Skelly has written and lectured about comics for The Comics Journal, the Center for Cartoon Studies, Fordham University, and The New School, among others. In 2017 she told NPR: "When I started drawing comics, it was to make my own reality. But now as an adult, I draw them to better understand why everyday life is extraordinary."

Currently living and working in Brooklyn, New York, Skelly's biographical graphic novel Maids, based on the lives of convicted murderers Christine and Léa Papin, was published by Fantagraphics Books in October 2020. Library Journal's advance review of the book discusses the "horror of the Papin sisters’ crimes," noting that Skelly's "perceptive examination of the complex bond between Catherine and Lea evokes incredible sympathy for the two nonetheless."

==Exhibitions==

Skelly's first solo exhibition Skellyworld ran at The Naughton Gallery at Queen's University Belfast in Northern Ireland August 8 through October 6, 2019. The show gave insights into Skelly's work and artistic process, exhibiting original drawings from all of her major published works, as well as paintings, sketchbooks, video projects, self-produced merchandise, and a 78-card tarot deck that she designed and illustrated.

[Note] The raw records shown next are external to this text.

//! The orchestrator: drives one step's handler chain at a time over a single
//! mutable execution record.
//!
//! [StepwiseExecutor] owns the record behind a mutex, the shared cross-step
//! state, and a single-flight gate serializing overlapping `execute` calls.
//! Reads are snapshots; navigation and shared-state updates stay responsive
//! while a chain is in flight.

use std::sync::{Arc, Mutex, MutexGuard, PoisonError};

use serde_json::Value;
use tracing::{debug, info, instrument, warn};

use crate::error::ExecuteError;
use crate::setters::RawSetters;
use crate::types::{
  ExecutionSnapshot, ExecutionState, ExecutionStatus, SharedState, SharedUpdate, StepsAndHandlers,
};

/// Stepwise execution orchestrator.
///
/// Created over an ordered step registry; each step is a chain of async
/// handlers run strictly in order, the output of one awaited and fed to the
/// next. The instance is `Send + Sync`; share it behind an `Arc` to observe
/// status from other tasks while a chain runs.
pub struct StepwiseExecutor {
  state: Arc<Mutex<ExecutionState>>,
  shared: SharedState,
  execute_gate: tokio::sync::Mutex<()>,
}

impl StepwiseExecutor {
  /// Creates an orchestrator over `steps`, starting at step 0. `steps` may be
  /// empty; `execute` on an empty registry is a no-op returning `None`.
  pub fn new(steps: StepsAndHandlers) -> Self {
    Self::with_initial_step(steps, 0)
  }

  /// Creates an orchestrator starting at `initial_step`. The index is not
  /// validated against the registry length.
  pub fn with_initial_step(steps: StepsAndHandlers, initial_step: usize) -> Self {
    Self {
      state: Arc::new(Mutex::new(ExecutionState::new(steps, initial_step))),
      shared: SharedState::new(),
      execute_gate: tokio::sync::Mutex::new(()),
    }
  }

  pub(crate) fn lock_state(&self) -> MutexGuard<'_, ExecutionState> {
    self.state.lock().unwrap_or_else(PoisonError::into_inner)
  }

  pub(crate) fn shared(&self) -> &SharedState {
    &self.shared
  }

  /// Current step index.
  pub fn current_step(&self) -> usize {
    self.lock_state().current_step
  }

  /// Status of the current step's latest execution attempt.
  pub fn status(&self) -> ExecutionStatus {
    self.lock_state().status
  }

  /// True while a handler chain for the current step is running.
  pub fn is_loading(&self) -> bool {
    self.status().is_loading()
  }

  /// Output committed by the most recent successful chain, `None` until one
  /// succeeds. Navigation does not clear it.
  pub fn step_output(&self) -> Option<Value> {
    self.lock_state().step_output.clone()
  }

  /// Snapshot of the shared cross-step state.
  pub fn shared_state(&self) -> Value {
    self.shared.get()
  }

  /// True once `next` has been called on the last registered step.
  pub fn is_all_done(&self) -> bool {
    self.lock_state().all_done
  }

  /// Number of registered steps.
  pub fn step_count(&self) -> usize {
    self.lock_state().steps.len()
  }

  /// Number of handlers registered for `step`, `None` if no such step.
  pub fn handler_count(&self, step: usize) -> Option<usize> {
    self.lock_state().steps.get(step).map(Vec::len)
  }

  /// Clone of the registered step registry (handlers are shared, not copied).
  pub fn steps_and_handlers(&self) -> StepsAndHandlers {
    self.lock_state().steps.clone()
  }

  /// Handle to the shared state for committing updates from outside a handler.
  pub fn shared_handle(&self) -> SharedState {
    self.shared.clone()
  }

  /// One consistent snapshot of the observable surface.
  pub fn snapshot(&self) -> ExecutionSnapshot {
    let state = self.lock_state();
    ExecutionSnapshot {
      current_step: state.current_step,
      status: state.status,
      is_loading: state.status.is_loading(),
      step_output: state.step_output.clone(),
      shared_state: self.shared.get(),
      is_all_done: state.all_done,
      step_count: state.steps.len(),
    }
  }

  /// Commits a shared-state update: a replacement value or a function of the
  /// previous value. The result is stored without validation.
  pub fn update_shared_state(&self, update: SharedUpdate) {
    self.shared.commit(update);
  }

  /// Raw mutators bypassing the guarantees `execute`/`next`/`move_to_step`
  /// maintain. See [RawSetters] for the caveats.
  pub fn setters(&self) -> RawSetters<'_> {
    RawSetters::new(self)
  }

  /// Runs every handler of the current step in order and returns the final
  /// output.
  ///
  /// - Empty registry: returns `Ok(None)` without touching any state.
  /// - `status == Success` and `force` is false: returns the committed output
  ///   without invoking any handler.
  /// - Cursor past the registry (an unchecked `move_to_step`): the step has no
  ///   handlers, so this returns `Ok(None)` without touching any state.
  /// - Otherwise sets InProgress, then folds the chain left to right: the
  ///   first handler is seeded with the carried `step_output` (`Null` when
  ///   unset), each later handler with the awaited output of the one before
  ///   it. On success the final output is committed and returned; on a handler
  ///   failure status becomes Error, the committed output stays untouched, and
  ///   the failure propagates.
  ///
  /// Overlapping calls on one instance serialize through an internal
  /// single-flight gate: a second caller waits for the in-flight chain, then
  /// (unforced) takes the Success short-circuit. Shared-state updates from
  /// earlier handlers persist even when a later handler fails.
  #[instrument(level = "trace", skip(self))]
  pub async fn execute(&self, force: bool) -> Result<Option<Value>, ExecuteError> {
    let _running = self.execute_gate.lock().await;

    let (step, handlers, seed) = {
      let mut state = self.lock_state();
      if state.steps.is_empty() {
        return Ok(None);
      }
      if !force && state.status == ExecutionStatus::Success {
        return Ok(state.step_output.clone());
      }
      let Some(chain) = state.steps.get(state.current_step) else {
        return Ok(None);
      };
      let handlers = chain.clone();
      state.status = ExecutionStatus::InProgress;
      (state.current_step, handlers, state.step_output.clone())
    };

    debug!(step, handlers = handlers.len(), "executing step chain");
    let mut accumulator = seed.unwrap_or(Value::Null);
    for (index, handler) in handlers.iter().enumerate() {
      let snapshot = self.shared.get();
      match handler.run(accumulator, snapshot, self.shared.clone()).await {
        Ok(output) => accumulator = output,
        Err(source) => {
          self.lock_state().status = ExecutionStatus::Error;
          warn!(step, handler = index, error = %source, "handler failed");
          return Err(ExecuteError {
            step,
            handler: index,
            source,
          });
        }
      }
    }

    let mut state = self.lock_state();
    state.step_output = Some(accumulator.clone());
    state.status = ExecutionStatus::Success;
    info!(step, "step chain completed");
    Ok(Some(accumulator))
  }

  /// Moves to the next step, only when `force` is true or the current step
  /// succeeded. At the last index this sets the all-done flag and leaves the
  /// cursor and status alone; otherwise it increments the cursor and resets
  /// status to NotStarted. A no-op when the precondition does not hold.
  #[instrument(level = "trace", skip(self))]
  pub fn next(&self, force: bool) {
    let mut state = self.lock_state();
    if !(force || state.status == ExecutionStatus::Success) {
      return;
    }
    if state.at_last_step() {
      info!(step = state.current_step, "all steps done");
      state.all_done = true;
    } else {
      state.current_step += 1;
      state.status = ExecutionStatus::NotStarted;
      debug!(step = state.current_step, "advanced to step");
    }
  }

  /// Moves the cursor to `step` and resets status to NotStarted, regardless
  /// of the current status. The index is not bounds-checked; `execute` on a
  /// nonexistent step is the no-handlers no-op. Leaves the all-done flag, the
  /// committed output, and the shared state untouched.
  #[instrument(level = "trace", skip(self))]
  pub fn move_to_step(&self, step: usize) {
    let mut state = self.lock_state();
    state.current_step = step;
    state.status = ExecutionStatus::NotStarted;
    debug!(step, "moved to step");
  }
}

Exhibition curatorial notes listed Japanese comics, bandes dessinée, science fiction and B movies from the 1960s and 1970s as Skelly's inspirations, and noted that she "examines exploitation genres for transgressive elements" in her work.

Her art has also appeared in group exhibitions, including 18+ at Recspec Gallery in Austin, TX (2018); Speculative Skins at The Naughton Gallery (2018); From Panel to Panel X: C/Overt Movement in Comicana, at the Medialia Gallery in New York City (2014), and Karma-Con at the Rubin Museum of Art (2012).